The poultry industry is one of the most wasteful and cruellest intensive farming industries. Millions of male chicks are thrown into dustbins to die, at just a few days old, because they are of no commercial interest for the meat industry. Male chicks are also worthless to the egg industry because they don’t lay eggs, so every year millions of them are tossed into trash bags to suffocate or are thrown—while still alive—into high-speed grinders called “macerators.”
According to the Compassion in World Farming (CIWF) the recycled remains of unwanted male chicks, growth hormones, yolk, colourant and other additives end up as feed for the hens.
Most people’s mental image of egg production is that of a farmyard in which chickens are free to roam about, to fly, and to even roost in the trees. To the side of the yard is a chicken coop, where the chickens are free to enter, to leave, and to nest and lay their eggs. Then each day the farmer comes out with his basket and collects the eggs for market or personal use.
While such a situation may exist on some individual small farms, nothing is further from the truth when it comes to farms engaged in commercial egg production. Unfortunately, many ethical vegetarians believe that the eating of eggs is OK as it doesn’t cause the death of the chicken.

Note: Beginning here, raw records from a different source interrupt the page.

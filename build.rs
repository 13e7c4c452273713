//! Build script generating manual pages from the CLI definition.

use std::{fs, path::PathBuf};

use clap::CommandFactory;
use clap_mangen::Man;

#[path = "src/cli.rs"]
mod cli;

fn main() -> Result<(), Box<dyn std::error::Error>> {
    println!("cargo:rerun-if-changed=src/cli.rs");

    let out_dir = PathBuf::from("target/generated-man");
    fs::create_dir_all(&out_dir)?;

    let cmd = cli::Cli::command();
    let man = Man::new(cmd);
    let mut buf: Vec<u8> = Vec::new();
    man.render(&mut buf)?;
    fs::write(out_dir.join("relaycore.1"), buf)?;

    Ok(())
}
//! Per-connection request handling.

use std::sync::Arc;

use tokio::sync::mpsc::UnboundedSender;
use tracing::{debug, warn};

use super::protocol::{Reply, Request};
use crate::{
    id::ConnectionId,
    join::{CallbackJoin, JoinAggregator, JoinOutcome},
    pipeline::{Executor, LaneToken, Visitable},
};

/// Item carried by a connection's request pipeline.
#[derive(Debug)]
pub enum Inbound {
    /// A chunk that decoded as a request.
    Request(Request),
    /// A chunk that did not decode, with the decoder's diagnostic.
    Malformed(String),
}

impl Visitable<RouterVisitor> for Inbound {
    fn accept(self, visitor: &RouterVisitor) {
        match self {
            Inbound::Request(Request::Ping { nonce }) => visitor.reply(Reply::Pong { nonce }),
            Inbound::Request(Request::Echo { body }) => visitor.reply(Reply::Echo { body }),
            Inbound::Request(Request::Batch { id, items }) => visitor.visit_batch(id, items),
            Inbound::Malformed(reason) => visitor.reply(Reply::Rejected { reason }),
        }
    }
}

/// Counts of batch items by result.
#[derive(Clone, Copy, Debug, Default, PartialEq, Eq)]
pub struct Tally {
    /// Items processed successfully.
    pub accepted: u32,
    /// Items that failed.
    pub rejected: u32,
}

/// Sums item tallies and keeps the first failure.
#[derive(Clone, Copy, Debug, Default)]
pub struct TallyAggregator;

impl JoinAggregator<Tally, String> for TallyAggregator {
    fn callback_done(
        &self,
        aggregate: &mut JoinOutcome<Tally, String>,
        completion: Result<Tally, String>,
        _is_last: bool,
    ) {
        let tally = aggregate.result.get_or_insert_with(Tally::default);
        match completion {
            Ok(item) => {
                tally.accepted += item.accepted;
                tally.rejected += item.rejected;
            }
            Err(reason) => {
                tally.rejected += 1;
                aggregate.success = false;
                aggregate.error.get_or_insert(reason);
            }
        }
    }
}

/// Validate one batch item.
fn process_item(item: &[u8]) -> Result<Tally, String> {
    if item.is_empty() {
        return Err("empty batch item".to_owned());
    }
    Ok(Tally {
        accepted: 1,
        rejected: 0,
    })
}

/// Handles the requests of one connection.
///
/// Replies are pushed to the connection's writer through an unbounded
/// channel; once every clone of the sender is gone the writer finishes.
pub struct RouterVisitor {
    connection: ConnectionId,
    replies: UnboundedSender<Reply>,
    executor: Arc<dyn Executor>,
    batch_lanes: Vec<LaneToken>,
}

impl std::fmt::Debug for RouterVisitor {
    fn fmt(&self, f: &mut std::fmt::Formatter<'_>) -> std::fmt::Result {
        f.debug_struct("RouterVisitor")
            .field("connection", &self.connection)
            .field("batch_lanes", &self.batch_lanes.len())
            .finish_non_exhaustive()
    }
}

impl RouterVisitor {
    /// Create a visitor for `connection`, running batch items on
    /// `batch_lanes` lanes of `executor`.
    #[must_use]
    pub fn new(
        connection: ConnectionId,
        replies: UnboundedSender<Reply>,
        executor: Arc<dyn Executor>,
        batch_lanes: usize,
    ) -> Self {
        let batch_lanes = (0..batch_lanes.max(1))
            .map(|n| LaneToken::from(format!("{connection}/batch-{n}")))
            .collect();
        Self {
            connection,
            replies,
            executor,
            batch_lanes,
        }
    }

    /// Connection this visitor serves.
    #[must_use]
    pub fn connection(&self) -> ConnectionId { self.connection }

    fn reply(&self, reply: Reply) {
        if self.replies.send(reply).is_err() {
            debug!(connection = %self.connection, "reply dropped, writer gone");
        }
    }

    fn visit_batch(&self, id: u64, items: Vec<Vec<u8>>) {
        let replies = self.replies.clone();
        let connection = self.connection;
        let join = Arc::new(CallbackJoin::with_aggregator(
            TallyAggregator,
            move |outcome: JoinOutcome<Tally, String>| {
                let tally = outcome.result.unwrap_or_default();
                let reply = Reply::BatchDone {
                    id,
                    accepted: tally.accepted,
                    rejected: tally.rejected,
                    first_error: outcome.error,
                };
                if replies.send(reply).is_err() {
                    debug!(%connection, batch = id, "batch reply dropped, writer gone");
                }
            },
        ));

        for (item, lane) in items.into_iter().zip(self.batch_lanes.iter().cycle()) {
            let member = join.register();
            self.executor.dispatch(
                Box::new(move || {
                    if member.complete(process_item(&item)).is_err() {
                        warn!(batch = id, "batch member overran its join");
                    }
                }),
                lane,
            );
        }
        join.set_blocked(false);
    }
}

Here’s what really happens on a commerical egg farm, where chickens raised for their eggs endure a nightmare that lasts several years.

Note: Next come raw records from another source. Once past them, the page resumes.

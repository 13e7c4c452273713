//! Unit tests for [`DrainingPipelineQueue`] and [`LanePool`].

use std::{
    collections::VecDeque,
    sync::{Arc, Mutex},
};

use rstest::{fixture, rstest};
use tracing_test::traced_test;

use super::*;

/// Executor that parks tasks until the test runs them.
#[derive(Default)]
struct Parked {
    tasks: Mutex<VecDeque<(LaneToken, Task)>>,
}

impl Parked {
    fn len(&self) -> usize { self.tasks.lock().expect("parked lock").len() }

    fn lanes(&self) -> Vec<LaneToken> {
        self.tasks
            .lock()
            .expect("parked lock")
            .iter()
            .map(|(lane, _)| lane.clone())
            .collect()
    }

    fn run_next(&self) -> bool {
        let next = self.tasks.lock().expect("parked lock").pop_front();
        match next {
            Some((_, task)) => {
                task();
                true
            }
            None => false,
        }
    }

    fn run_all(&self) -> usize {
        let mut runs = 0;
        while self.run_next() {
            runs += 1;
        }
        runs
    }
}

impl Executor for Parked {
    fn dispatch(&self, task: Task, lane: &LaneToken) {
        self.tasks
            .lock()
            .expect("parked lock")
            .push_back((lane.clone(), task));
    }
}

#[derive(Default)]
struct Log(Mutex<Vec<String>>);

impl Log {
    fn entries(&self) -> Vec<String> { self.0.lock().expect("log lock").clone() }
}

enum Op {
    Note(&'static str),
    Urgent(&'static str),
    Seq(&'static str, usize),
}

impl Visitable<Log> for Op {
    fn accept(self, visitor: &Log) {
        let entry = match self {
            Op::Note(text) => text.to_owned(),
            Op::Urgent(text) => format!("!{text}"),
            Op::Seq(tag, n) => format!("{tag}{n}"),
        };
        visitor.0.lock().expect("log lock").push(entry);
    }
}

struct Harness {
    executor: Arc<Parked>,
    log: Arc<Log>,
}

impl Harness {
    fn builder(&self) -> PipelineBuilder<Op, Log> {
        let executor: Arc<dyn Executor> = self.executor.clone();
        let config = QueueConfig::builder()
            .initial_capacity(4)
            .bucket_size(4)
            .bulk_size(2)
            .build()
            .expect("valid queue config");
        DrainingPipelineQueue::builder(executor, "lane-7", Arc::clone(&self.log)).config(config)
    }
}

impl Default for Harness {
    fn default() -> Self {
        Self {
            executor: Arc::new(Parked::default()),
            log: Arc::new(Log::default()),
        }
    }
}

#[fixture]
fn harness() -> Harness { Harness::default() }

#[rstest]
fn first_enqueue_dispatches_one_task_on_the_lane(harness: Harness) {
    let pipeline = harness.builder().build();
    for text in ["a", "b", "c"] {
        assert!(pipeline.enqueue(Op::Note(text)));
    }
    assert_eq!(harness.executor.lanes(), vec![LaneToken::from("lane-7")]);
    assert_eq!(pipeline.lane().as_str(), "lane-7");
    assert!(pipeline.is_processing());
}

#[rstest]
fn drain_task_resubmits_between_batches(harness: Harness) {
    let pipeline = harness.builder().build();
    for text in ["a", "b", "c", "d", "e"] {
        pipeline.enqueue(Op::Note(text));
    }
    assert!(harness.executor.run_next());
    assert_eq!(harness.log.entries(), vec!["a", "b"]);
    assert_eq!(harness.executor.len(), 1);

    assert_eq!(harness.executor.run_all(), 2);
    assert_eq!(harness.log.entries(), vec!["a", "b", "c", "d", "e"]);
    assert!(!pipeline.is_processing());
    assert!(pipeline.is_empty());
}

#[rstest]
fn visitor_sees_each_variant(harness: Harness) {
    let pipeline = harness.builder().build();
    pipeline.enqueue(Op::Note("x"));
    pipeline.enqueue(Op::Urgent("y"));
    harness.executor.run_all();
    assert_eq!(pipeline.visitor().entries(), vec!["x", "!y"]);
}

#[test]
#[traced_test]
fn close_invalidates_a_parked_task() {
    let harness = Harness::default();
    let pipeline = harness.builder().build();
    pipeline.enqueue(Op::Note("lost"));
    assert_eq!(pipeline.close(), 1);
    assert!(pipeline.is_closed());
    assert!(!pipeline.enqueue(Op::Note("late")));

    assert_eq!(harness.executor.run_all(), 1);
    assert!(harness.log.entries().is_empty());
    assert!(logs_contain("drain task invalidated by close"));
}

#[rstest]
fn clear_keeps_protected_items(harness: Harness) {
    let pipeline = harness
        .builder()
        .keep_on_clear(|op| matches!(op, Op::Urgent(_)))
        .build();
    pipeline.enqueue(Op::Note("a"));
    pipeline.enqueue(Op::Urgent("b"));
    pipeline.enqueue(Op::Note("c"));
    assert_eq!(pipeline.clear(), 2);
    harness.executor.run_all();
    assert_eq!(harness.log.entries(), vec!["!b"]);
}

#[rstest]
fn stopped_pipeline_waits_for_start(harness: Harness) {
    let pipeline = harness.builder().started(false).build();
    pipeline.enqueue(Op::Note("a"));
    assert_eq!(harness.executor.len(), 0);

    pipeline.start();
    assert_eq!(harness.executor.len(), 1);
    pipeline.stop();
    harness.executor.run_all();
    assert!(harness.log.entries().is_empty());
    assert_eq!(pipeline.len(), 1);
}

#[rstest]
fn clones_share_one_queue(harness: Harness) {
    let pipeline = harness.builder().build();
    let producer = pipeline.clone();
    producer.enqueue(Op::Note("a"));
    pipeline.enqueue(Op::Note("b"));
    assert_eq!(harness.executor.len(), 1);
    harness.executor.run_all();
    assert_eq!(harness.log.entries(), vec!["a", "b"]);
}

fn recorder(order: &Arc<Mutex<Vec<String>>>, label: String) -> Task {
    let order = Arc::clone(order);
    Box::new(move || order.lock().expect("order lock").push(label))
}

#[tokio::test(flavor = "current_thread")]
async fn lanes_run_serially_and_interleave() {
    let pool = LanePool::current().expect("inside a runtime");
    let order = Arc::new(Mutex::new(Vec::new()));
    let busy = LaneToken::from("busy");
    let quiet = LaneToken::from("quiet");
    for n in 1..=3 {
        pool.dispatch(recorder(&order, format!("busy-{n}")), &busy);
    }
    pool.dispatch(recorder(&order, "quiet-1".to_owned()), &quiet);
    assert_eq!(pool.pending(&busy), 3);

    pool.wait_idle().await;
    assert_eq!(
        *order.lock().expect("order lock"),
        vec!["busy-1", "quiet-1", "busy-2", "busy-3"]
    );
}

#[tokio::test(flavor = "current_thread")]
async fn panicking_task_does_not_stall_its_lane() {
    let pool = LanePool::current().expect("inside a runtime");
    let order = Arc::new(Mutex::new(Vec::new()));
    let lane = LaneToken::from("fragile");
    pool.dispatch(Box::new(|| panic!("handler exploded")), &lane);
    pool.dispatch(recorder(&order, "after".to_owned()), &lane);

    pool.wait_idle().await;
    assert_eq!(pool.panics(), 1);
    assert_eq!(*order.lock().expect("order lock"), vec!["after"]);
}

#[tokio::test(flavor = "current_thread")]
async fn idle_lanes_are_pruned() {
    let pool = LanePool::current().expect("inside a runtime");
    let order = Arc::new(Mutex::new(Vec::new()));
    for name in ["a", "b", "c"] {
        pool.dispatch(recorder(&order, name.to_owned()), &LaneToken::from(name));
    }
    assert_eq!(pool.lane_count(), 3);
    assert_eq!(pool.prune_idle(), 0);

    pool.wait_idle().await;
    assert_eq!(pool.prune_idle(), 3);
    assert_eq!(pool.lane_count(), 0);

    pool.dispatch(recorder(&order, "d".to_owned()), &LaneToken::from("a"));
    pool.wait_idle().await;
    assert_eq!(order.lock().expect("order lock").len(), 4);
}

#[tokio::test(flavor = "multi_thread", worker_threads = 2)]
async fn concurrent_idle_waiters_all_return() {
    let pool = LanePool::current().expect("inside a runtime");
    let order = Arc::new(Mutex::new(Vec::new()));
    for round in 0..50 {
        for name in ["a", "b"] {
            pool.dispatch(recorder(&order, format!("{name}-{round}")), &LaneToken::from(name));
        }
        let waiters: Vec<_> = (0..4)
            .map(|_| {
                let pool = pool.clone();
                tokio::spawn(async move { pool.wait_idle().await })
            })
            .collect();
        tokio::time::timeout(std::time::Duration::from_secs(5), async {
            for waiter in waiters {
                waiter.await.expect("waiter task");
            }
        })
        .await
        .expect("every waiter returned");
        assert_eq!(order.lock().expect("order lock").len(), (round + 1) * 2);
    }

    pool.dispatch(recorder(&order, "late".to_owned()), &LaneToken::from("a"));
    pool.wait_idle().await;
    assert_eq!(order.lock().expect("order lock").last().map(String::as_str), Some("late"));
}

#[tokio::test(flavor = "multi_thread", worker_threads = 4)]
async fn pipeline_on_pool_preserves_per_producer_order() {
    let pool: Arc<dyn Executor> = Arc::new(LanePool::current().expect("inside a runtime"));
    let log = Arc::new(Log::default());
    let pipeline = DrainingPipelineQueue::builder(Arc::clone(&pool), "shared", Arc::clone(&log))
        .build();

    let producers: Vec<_> = ["p", "q"]
        .into_iter()
        .map(|tag| {
            let pipeline = pipeline.clone();
            std::thread::spawn(move || {
                for n in 0..200 {
                    pipeline.enqueue(Op::Seq(tag, n));
                }
            })
        })
        .collect();
    for producer in producers {
        producer.join().expect("producer thread");
    }

    tokio::time::timeout(std::time::Duration::from_secs(5), async {
        while !pipeline.is_empty() || pipeline.is_processing() {
            tokio::task::yield_now().await;
        }
    })
    .await
    .expect("pipeline drained");

    let entries = log.entries();
    assert_eq!(entries.len(), 400);
    for tag in ["p", "q"] {
        let seen: Vec<usize> = entries
            .iter()
            .filter_map(|entry| entry.strip_prefix(tag))
            .map(|n| n.parse().expect("numeric suffix"))
            .collect();
        assert_eq!(seen, (0..200).collect::<Vec<_>>());
    }
}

The battery cage system is an industrial farming system in which laying hens spend their short lives confined in small wire cages with several other hens.
Why is this a problem?
The welfare of the egg-laying hen is directly linked to her ability to act out natural behaviours. A happy hen is a bird free to forage, take exercise, preen, dust-bathe, take refuge on a perch whenever she feels vulnerable and build a nest in which to lay her eggs. These natural behaviours are denied to hens kept in the battery cage system.
Exacerbating the mental cruelties inflicted upon the caged egg-laying hen, the environment of the caged system also poses significant physical welfare concerns. The wire floor causes problems for hens’ feet as their claws can become twisted around the mesh, further reducing the hen’s chances of exercise and sometimes preventing her from reaching the food and water supply.

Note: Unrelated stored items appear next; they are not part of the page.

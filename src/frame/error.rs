//! Error types for the chunk framing layer.
//!
//! Framing errors are fatal for the connection that produced them: the
//! reader never tries to resynchronise a corrupted stream, so callers are
//! expected to close the transport once one surfaces.

use std::io;

use thiserror::Error;

/// Wire-level framing failures raised by [`FrameReader`](super::FrameReader)
/// and [`FrameWriter`](super::FrameWriter).
#[derive(Clone, Copy, Debug, Error, PartialEq, Eq)]
pub enum FramingError {
    /// The declared or written chunk length exceeds the configured ceiling.
    #[error("chunk exceeds max length: {size} > {max}")]
    OversizedChunk {
        /// Length declared by the prefix, or produced by the writer.
        size: usize,
        /// Configured maximum chunk length.
        max: usize,
    },

    /// A zero length prefix, or an attempt to complete an empty chunk.
    #[error("empty chunk not permitted")]
    EmptyChunk,

    /// The transport reported more bytes than the exposed buffer could hold.
    #[error("transport reported {written} bytes but only {available} were available")]
    Overrun {
        /// Bytes the transport claims to have written or read.
        written: usize,
        /// Bytes that were actually exposed.
        available: usize,
    },

    /// A previous error left the reader in an unusable state.
    #[error("reader poisoned by an earlier framing error")]
    Poisoned,
}

impl From<FramingError> for io::Error {
    fn from(error: FramingError) -> Self { io::Error::new(io::ErrorKind::InvalidData, error) }
}
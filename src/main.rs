//! Echo router binary built on `relaycore`.
//!
//! Binds the configured address, serves until Ctrl-C, then drains open
//! connections before exiting.

#[cfg(not(loom))]
mod cli;

#[cfg(not(loom))]
use clap::Parser;
#[cfg(not(loom))]
use relaycore::{
    frame::FrameConfig,
    queue::QueueConfig,
    router::{self, RouterConfig},
};
#[cfg(not(loom))]
use tokio_util::sync::CancellationToken;
#[cfg(not(loom))]
use tracing::{error, info};
#[cfg(not(loom))]
use tracing_subscriber::EnvFilter;

/// The router is not built for loom model checking.
#[cfg(loom)]
fn main() {}

#[cfg(not(loom))]
#[tokio::main]
async fn main() -> Result<(), Box<dyn std::error::Error>> {
    tracing_subscriber::fmt()
        .with_env_filter(EnvFilter::try_from_default_env().unwrap_or_else(|_| EnvFilter::new("info")))
        .init();

    let cli = cli::Cli::parse();
    #[cfg(feature = "metrics")]
    if let Some(addr) = cli.metrics_addr {
        metrics_exporter_prometheus::PrometheusBuilder::new()
            .with_http_listener(addr)
            .install()?;
        info!(%addr, "serving metrics");
    }
    #[cfg(not(feature = "metrics"))]
    if cli.metrics_addr.is_some() {
        tracing::warn!("built without the metrics feature, --metrics-addr ignored");
    }

    let queue = QueueConfig::builder().bulk_size(cli.bulk_size).build()?;
    let config = RouterConfig::default()
        .with_listen(cli.listen)
        .with_frame(FrameConfig::new(cli.max_chunk_len, cli.fragment_size))
        .with_queue(queue)
        .with_batch_lanes(cli.batch_lanes)
        .with_max_pending_replies(cli.max_pending_replies);

    let listener = router::bind(&config).await?;
    let shutdown = CancellationToken::new();
    let signal = shutdown.clone();
    tokio::spawn(async move {
        match tokio::signal::ctrl_c().await {
            Ok(()) => {
                info!("Ctrl-C received, shutting down");
                signal.cancel();
            }
            Err(e) => error!(error = %e, "failed to listen for Ctrl-C"),
        }
    });

    router::serve(listener, config, shutdown).await?;
    Ok(())
}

Because of their close proximity to each other, aggression can become a problem with hens attacking their cage mates. In an attempt to stop the physical injuries of such anti-social behaviour, hens are often de-beaked, removing a third of the bird’s beak using a red-hot blade – a case of treating the symptom, rather than treating the cause.
Scale of the problem
There are over five billion egg laying hens worldwide, and some 70-80% of them are housed in battery cages for the duration of their lives. In South Africa, more than 18 million hens are kept caged in battery systems until they become “spent” and are sold for the pot as “Cornish hens”.
Barn (perchery) systems – in this system the hens are kept in loose flock sheds with raised perches or platforms. The flooring must be littered, often wood-shavings are provided, and the stocking density numbers are 25 hens per square metre of floor space, with 15cm of perch provided for each bird.
Free range systems – free range hens are usually kept in houses similar to those used for barn systems, but they have access to the outdoors (which must be mainly covered with vegetation) during the day and space allowance of between 2.5m2 and 4m2 per hen. Without question, the free-range system offers the hen a more natural environment and the freedom to act out her normal behaviours – offering mental and physical welfare improvements over all other systems.
Chickens raised for their flesh, referred to as “broiler chickens” by the meat industry, spend their lives crammed into massive,
windowless sheds that typically hold as many as 40,000 birds.
Chickens can function well in groups of up to about 90, a number low enough to allow each bird to find his or her spot in the pecking order. In crowded groups of thousands, however, no such social order is possible, and in their frustration, they relentlessly peck at each other, causing injury and death.
The intense confinement and overcrowding on factory farms also results in unimaginable filth and disease. The chickens are forced to breathe ammonia and particulate matter from feces and feathers all day long. Many suffer from chronic respiratory diseases, weakened immune systems, bronchitis, and “ammonia burn,” a painful eye condition.
Chickens are also genetically manipulated and pumped full of drugs to make them grow faster and larger—the average breast of an 8-week-old chicken is seven times heavier today than it was 25 years ago. In 1968 South Africa, broilers were slaughtered at 62 days, weighing 1.2kg. Today, they are slaughtered at 42 days, weighing 1.9kg
Because of this unnaturally accelerated weight gain, these very young birds frequently die from heart attacks and lung collapse, something that would never happen in nature.
According to Feedstuffs, a meat industry magazine, “broilers now grow so rapidly that the heart and lungs are not developed well enough to support the remainder of the body, resulting in congestive heart failure and tremendous death losses.”
In addition, chickens on today’s factory farms almost always become crippled because their legs cannot support the weight of their bodies. In fact, by the age of 6 weeks, 90 percent of broiler chickens are so obese that they can no longer walk. Many crippled chickens on factory farms die when they can no longer reach the water nozzles.